El apego


La familia es un sistema de relaciones de parentesco que se encuentran reguladas de acuerdo al marco cultural en el que se desarrolla. El elemento común son las relaciones de parentesco biológico o político entre los miembros de la familia. Estas relaciones pueden ser verticales (paterno-filial) u horizontales ( padre-madre).

El sistema familiar encuentra cohesion en la alianza de la pareja (madre y padre) y el vinculo de apego de los hijos con los progenitores, pudiendo el vinculo extenderse a la familia extendida (abuelos, tíos, primos, etcetera).

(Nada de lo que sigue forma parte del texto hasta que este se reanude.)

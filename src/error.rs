//! Error types.
//!
//! `DiscoveryError` aborts a run. `EngineError` never does: the orchestrator
//! turns it into an `engine-error` finding for the file being validated.

use std::path::PathBuf;

/// Fatal errors raised while resolving the set of files to lint.
#[derive(Debug, thiserror::Error)]
pub enum DiscoveryError {
    #[error("invalid glob pattern '{pattern}': {source}")]
    InvalidPattern {
        pattern: String,
        #[source]
        source: glob::PatternError,
    },

    #[error("base path '{}' is not readable: {source}", path.display())]
    BasePath {
        path: PathBuf,
        #[source]
        source: std::io::Error,
    },
}

/// Errors returned by `Linter::lint`.
#[derive(Debug, thiserror::Error)]
pub enum LintError {
    #[error(transparent)]
    Discovery(#[from] DiscoveryError),
}

/// Errors while unpacking an AASX package.
#[derive(Debug, thiserror::Error)]
pub enum PackageError {
    #[error("package I/O error: {0}")]
    Io(#[from] std::io::Error),

    #[error("package is not a readable archive: {0}")]
    Zip(#[from] zip::result::ZipError),

    #[error("no environment document found in package '{}'", .0.display())]
    NoEnvironment(PathBuf),
}

/// Per-file engine failures. Recovered by the orchestrator.
#[derive(Debug, thiserror::Error)]
pub enum EngineError {
    #[error("I/O error: {0}")]
    Io(#[from] std::io::Error),

    #[error("invalid JSON: {0}")]
    Json(#[from] serde_json::Error),

    #[error(transparent)]
    Package(#[from] PackageError),

    #[error("failed to spawn '{program}': {source}")]
    Spawn {
        program: String,
        #[source]
        source: std::io::Error,
    },

    #[error("engine panicked: {0}")]
    Panicked(String),

    #[error("{0}")]
    Message(String),
}
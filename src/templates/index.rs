//! Template index: semantic id -> required element paths.

use super::walk::{collect_paths, id_short_of, semantic_id_of, submodel_elements, WalkMode};
use glob::{glob, Pattern};
use serde::Serialize;
use serde_json::Value as Json;
use std::collections::{BTreeMap, BTreeSet};
use std::fs;
use std::path::{Path, PathBuf};

/// Version value that disables path filtering.
pub const LATEST: &str = "latest";

#[derive(Debug, Clone, PartialEq, Eq, Serialize)]
#[serde(rename_all = "camelCase")]
/// Required structure of one IDTA submodel template.
pub struct TemplateSpec {
    /// Semantic identifier of the template submodel.
    pub id: String,
    pub name: Option<String>,
    pub required_id_short_paths: BTreeSet<String>,
    pub required_semantic_paths: BTreeSet<String>,
    pub source_path: PathBuf,
}

#[derive(Debug, Default, Clone)]
pub struct TemplateIndex {
    specs: BTreeMap<String, TemplateSpec>,
}

impl TemplateIndex {
    /// Index every template JSON under `dir`.
    ///
    /// Files are read in sorted path order; the first template seen for a
    /// semantic id wins. Unreadable or unparsable files are skipped.
    pub fn load(dir: &Path, version: Option<&str>) -> TemplateIndex {
        let mut index = TemplateIndex::default();
        for file in template_files(dir, version) {
            let doc = match fs::read_to_string(&file)
                .ok()
                .and_then(|s| serde_json::from_str::<Json>(&s).ok())
            {
                Some(d) => d,
                None => {
                    tracing::debug!(path = %file.display(), "skipping unreadable template");
                    continue;
                }
            };
            index.insert_document(&doc, &file);
        }
        tracing::debug!(dir = %dir.display(), templates = index.len(), "template index built");
        index
    }

    /// Add the submodels of one environment document. Returns how many new
    /// templates were registered.
    pub fn insert_document(&mut self, doc: &Json, source: &Path) -> usize {
        let Some(submodels) = doc.get("submodels").and_then(Json::as_array) else {
            return 0;
        };
        let mut added = 0;
        for sm in submodels {
            let Some(id) = semantic_id_of(sm) else {
                continue;
            };
            if self.specs.contains_key(&id) {
                continue;
            }
            let paths = collect_paths(submodel_elements(sm), WalkMode::Required);
            self.specs.insert(
                id.clone(),
                TemplateSpec {
                    id,
                    name: id_short_of(sm).map(String::from),
                    required_id_short_paths: paths.id_short,
                    required_semantic_paths: paths.semantic,
                    source_path: source.to_path_buf(),
                },
            );
            added += 1;
        }
        added
    }

    pub fn get(&self, semantic_id: &str) -> Option<&TemplateSpec> {
        self.specs.get(semantic_id)
    }

    pub fn len(&self) -> usize {
        self.specs.len()
    }

    pub fn is_empty(&self) -> bool {
        self.specs.is_empty()
    }

    pub fn iter(&self) -> impl Iterator<Item = &TemplateSpec> {
        self.specs.values()
    }
}

/// JSON files under `dir`, sorted, optionally restricted to paths that
/// contain a pinned version string.
fn template_files(dir: &Path, version: Option<&str>) -> Vec<PathBuf> {
    let pinned = version
        .map(str::trim)
        .filter(|v| !v.is_empty() && !v.eq_ignore_ascii_case(LATEST));
    let pattern = Path::new(&Pattern::escape(&dir.to_string_lossy()))
        .join("**")
        .join("*.json")
        .to_string_lossy()
        .to_string();
    let entries = match glob(&pattern) {
        Ok(e) => e,
        Err(e) => {
            tracing::debug!(dir = %dir.display(), error = %e, "cannot enumerate templates");
            return Vec::new();
        }
    };
    let mut files: Vec<PathBuf> = entries
        .flatten()
        .filter(|p| p.is_file())
        .filter(|p| match pinned {
            Some(v) => p
                .strip_prefix(dir)
                .unwrap_or(p)
                .to_string_lossy()
                .contains(v),
            None => true,
        })
        .collect();
    files.sort_by(|a, b| a.as_os_str().cmp(b.as_os_str()));
    files
}

#[cfg(test)]
mod tests {
    use super::*;
    use serde_json::json;
    use tempfile::tempdir;

    fn template(id: &str, name: &str, element: &str) -> Json {
        json!({
            "submodels": [{
                "idShort": name,
                "semanticId": { "type": "ExternalReference", "keys": [{ "type": "GlobalReference", "value": id }] },
                "submodelElements": [{ "idShort": element }],
            }]
        })
    }

    #[test]
    fn test_first_template_for_an_id_wins() {
        let dir = tempdir().unwrap();
        let root = dir.path();
        fs::create_dir_all(root.join("a/1/0")).unwrap();
        fs::create_dir_all(root.join("b/2/0")).unwrap();
        fs::write(
            root.join("a/1/0/nameplate.json"),
            template("urn:np", "Nameplate", "Old").to_string(),
        )
        .unwrap();
        fs::write(
            root.join("b/2/0/nameplate.json"),
            template("urn:np", "Nameplate", "New").to_string(),
        )
        .unwrap();
        fs::write(root.join("broken.json"), "{ nope").unwrap();

        let idx = TemplateIndex::load(root, None);
        assert_eq!(idx.len(), 1);
        let spec = idx.get("urn:np").unwrap();
        assert!(spec.required_id_short_paths.contains("Old"));
        assert_eq!(spec.name.as_deref(), Some("Nameplate"));
        assert!(spec.source_path.ends_with("a/1/0/nameplate.json"));
    }

    #[test]
    fn test_pinned_version_filters_paths() {
        let dir = tempdir().unwrap();
        let root = dir.path();
        fs::create_dir_all(root.join("nameplate/2/0")).unwrap();
        fs::create_dir_all(root.join("nameplate/3/0")).unwrap();
        fs::write(
            root.join("nameplate/2/0/t.json"),
            template("urn:np", "Nameplate", "V2").to_string(),
        )
        .unwrap();
        fs::write(
            root.join("nameplate/3/0/t.json"),
            template("urn:np", "Nameplate", "V3").to_string(),
        )
        .unwrap();

        let v3 = TemplateIndex::load(root, Some("3/0"));
        assert!(v3.get("urn:np").unwrap().required_id_short_paths.contains("V3"));
        let latest = TemplateIndex::load(root, Some("latest"));
        assert!(latest.get("urn:np").unwrap().required_id_short_paths.contains("V2"));
        assert!(TemplateIndex::load(root, Some("9/9")).is_empty());
    }

    #[test]
    fn test_submodels_without_semantic_id_are_ignored() {
        let mut idx = TemplateIndex::default();
        let doc = json!({ "submodels": [{ "idShort": "Anon" }, { "semanticId": "urn:s" }] });
        assert_eq!(idx.insert_document(&doc, Path::new("/t.json")), 1);
        assert_eq!(idx.insert_document(&doc, Path::new("/u.json")), 0);
        assert_eq!(idx.iter().count(), 1);
    }
}
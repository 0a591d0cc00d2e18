//! Output rendering for lint results.
//!
//! Supports `human` (default), `json`, and `sarif`. JSON is the serialized
//! `LintResult`; SARIF is a 2.1.0 log with one run.

use crate::models::{Finding, LintResult, Severity};
use owo_colors::OwoColorize;
use serde_json::json;
use serde_json::Value as JsonVal;
use std::collections::BTreeMap;
use std::path::Path;

const SARIF_SCHEMA: &str = "https://json.schemastore.org/sarif-2.1.0.json";

fn use_colors(output: &str) -> bool {
    output == "human" && std::env::var_os("NO_COLOR").is_none()
}

/// Print lint results in the requested format.
pub fn print_lint(res: &LintResult, output: &str) -> serde_json::Result<()> {
    match output {
        "json" => println!("{}", serde_json::to_string_pretty(&compose_lint_json(res)?)?),
        "sarif" => println!("{}", serde_json::to_string_pretty(&compose_sarif(res))?),
        _ => {
            let color = use_colors(output);
            let base = res.metadata.config.base_path.as_deref();
            for f in &res.findings {
                println!("{}", human_line(f, base, color));
            }
            let summary = format!(
                "— Summary — errors={} warnings={} notes={} files={} files_with_findings={} ({} ms)",
                res.summary.errors,
                res.summary.warnings,
                res.summary.notes,
                res.summary.files_scanned,
                res.summary.files_with_findings,
                res.metadata.duration_ms
            );
            if color {
                println!("{}", summary.bold());
            } else {
                println!("{}", summary);
            }
        }
    }
    Ok(())
}

fn human_line(f: &Finding, base: Option<&Path>, color: bool) -> String {
    let (icon, tag) = match f.severity {
        Severity::Error => ("✖", "⟦error⟧"),
        Severity::Warning => ("▲", "⟦warn⟧"),
        Severity::Note => ("◆", "⟦note⟧"),
    };
    let (icon, tag) = if color {
        match f.severity {
            Severity::Error => (icon.red().to_string(), tag.red().bold().to_string()),
            Severity::Warning => (icon.yellow().to_string(), tag.yellow().bold().to_string()),
            Severity::Note => (icon.blue().to_string(), tag.blue().bold().to_string()),
        }
    } else {
        (icon.to_string(), tag.to_string())
    };
    let mut place = display_path(&f.location.file_path, base);
    if let Some(inner) = &f.location.internal_path {
        place.push('!');
        place.push_str(inner);
    }
    if let Some(line) = f.location.line {
        place.push_str(&format!(":{}", line));
        if let Some(col) = f.location.column {
            place.push_str(&format!(":{}", col));
        }
    }
    if let Some(ptr) = &f.location.json_pointer {
        place.push_str(&format!(" #{}", ptr));
    }
    let place = if color { place.bold().to_string() } else { place };
    format!("{} {} {} ❲{}❳ {}", icon, tag, place, f.rule_id, f.message)
}

/// Path relative to `base` when possible, `/`-separated.
fn display_path(path: &Path, base: Option<&Path>) -> String {
    base.and_then(|b| pathdiff::diff_paths(path, b))
        .filter(|rel| !rel.starts_with(".."))
        .map(|rel| rel.to_string_lossy().replace('\\', "/"))
        .unwrap_or_else(|| path.to_string_lossy().to_string())
}

/// Compose lint JSON object (pure) for testing/snapshot purposes.
pub fn compose_lint_json(res: &LintResult) -> serde_json::Result<JsonVal> {
    serde_json::to_value(res)
}

fn sarif_level(sev: Severity) -> &'static str {
    match sev {
        Severity::Error => "error",
        Severity::Warning => "warning",
        Severity::Note => "note",
    }
}

/// Compose a SARIF 2.1.0 log (pure).
pub fn compose_sarif(res: &LintResult) -> JsonVal {
    let base = res.metadata.config.base_path.as_deref();

    let mut rules: BTreeMap<&str, &str> = BTreeMap::new();
    for f in &res.findings {
        rules.entry(f.rule_id.as_str()).or_insert(f.rule_name.as_str());
    }
    let rule_index: BTreeMap<&str, usize> = rules.keys().enumerate().map(|(i, k)| (*k, i)).collect();
    let rules_json: Vec<_> = rules
        .iter()
        .map(|(id, name)| {
            json!({
                "id": id,
                "name": name,
                "shortDescription": { "text": name },
            })
        })
        .collect();

    let results: Vec<_> = res
        .findings
        .iter()
        .map(|f| {
            let mut physical = json!({
                "artifactLocation": { "uri": display_path(&f.location.file_path, base) },
            });
            if let Some(line) = f.location.line {
                let mut region = json!({ "startLine": line });
                if let Some(col) = f.location.column {
                    region["startColumn"] = json!(col);
                }
                physical["region"] = region;
            }
            let mut location = json!({ "physicalLocation": physical });
            if let Some(ptr) = &f.location.json_pointer {
                location["logicalLocations"] = json!([{ "fullyQualifiedName": ptr, "kind": "element" }]);
            }
            let mut result = json!({
                "ruleId": f.rule_id,
                "ruleIndex": rule_index.get(f.rule_id.as_str()),
                "level": sarif_level(f.severity),
                "message": { "text": f.message },
                "locations": [location],
            });
            let mut props = serde_json::Map::new();
            props.insert("source".into(), json!(f.source));
            if let Some(inner) = &f.location.internal_path {
                props.insert("internalPath".into(), json!(inner));
            }
            if let Some(d) = &f.details {
                props.insert("details".into(), d.clone());
            }
            result["properties"] = JsonVal::Object(props);
            result
        })
        .collect();

    json!({
        "$schema": SARIF_SCHEMA,
        "version": "2.1.0",
        "runs": [{
            "tool": {
                "driver": {
                    "name": "aaslint",
                    "version": res.metadata.version,
                    "rules": rules_json,
                }
            },
            "results": results,
        }]
    })
}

El apego puede ser diferenciado de acuerdo al progenitor al cual va dirigido, pudiendo ser paterno-filial o materno-filial.

En las familias en las cuales existen 2 o más hijos, los vínculos entre los hermanos son conocidos como vínculos fraternos.

De acuerdo a la cultura en la que se desarrolle la familia, su organización puede variar, incluyendo en mayor o menor grado a la familia extendida y la comunidad.

Es común que existan vínculos asimétricos entre los progenitores y los menores Los vínculos de los progenitores entre sí, se ven modificados por la pasión, intimidad y grado de compromiso.

Centrándonos en el vinculo del apego, este responde a la necesidad de seguridad y protección. Esto comprende el establecimiento de vinculos afectivos percibidos como incondicionales y duraderos.

Si unimos el apego a otras necesidades básicas como disponer de una red de relaciones sociales (amigos, conocidos y sentido de pertenencia comunitaria), así como necesidad de contacto físico placentero (atracción y/o enamoramiento), podemos entender que estas necesidades son básicas para la supervivencia y desarrollo social de un individuo.

Un individuo que no satisface dichas necesidades, sentirá soledad emocional y social, ademas de frustración sexual. De ahi la importancia de que el menor sea capaz de distinguir entre las figuras parentales de los desconocidos, otorgándoles el atributo de permanencia a los progenitores mediante un vinculo estable.

El vinculo de apego no se establece solamente por satisfacer las necesidades de alimentación. Un ejemplo de esto fue el experimento de Harlow y Zimmerman en 1959, donde se separo a crias de mono de sus madres. Se adapto un muñeco de felpa y uno de alambre con biberones incorporados. Los monitos prefirieron el contacto suave del muñeco de felpa, al pasar más tiempo en su contacto que con el muñeco de alambre.

El apego es resultado de la interacción continuada del progenitor con el menor, por lo que el vinculo puede ser afectado en situaciones como la separación de la pareja.

En las conductas del menor, el apego se puede evidenciar en las relaciones del menor con su entorno, tomando como «sitio seguro» la cercania del progenitor o cuidador, asi como la ansiedad ante la separación y sentimiento de abandono ante la perdida del progenitor o cuidador.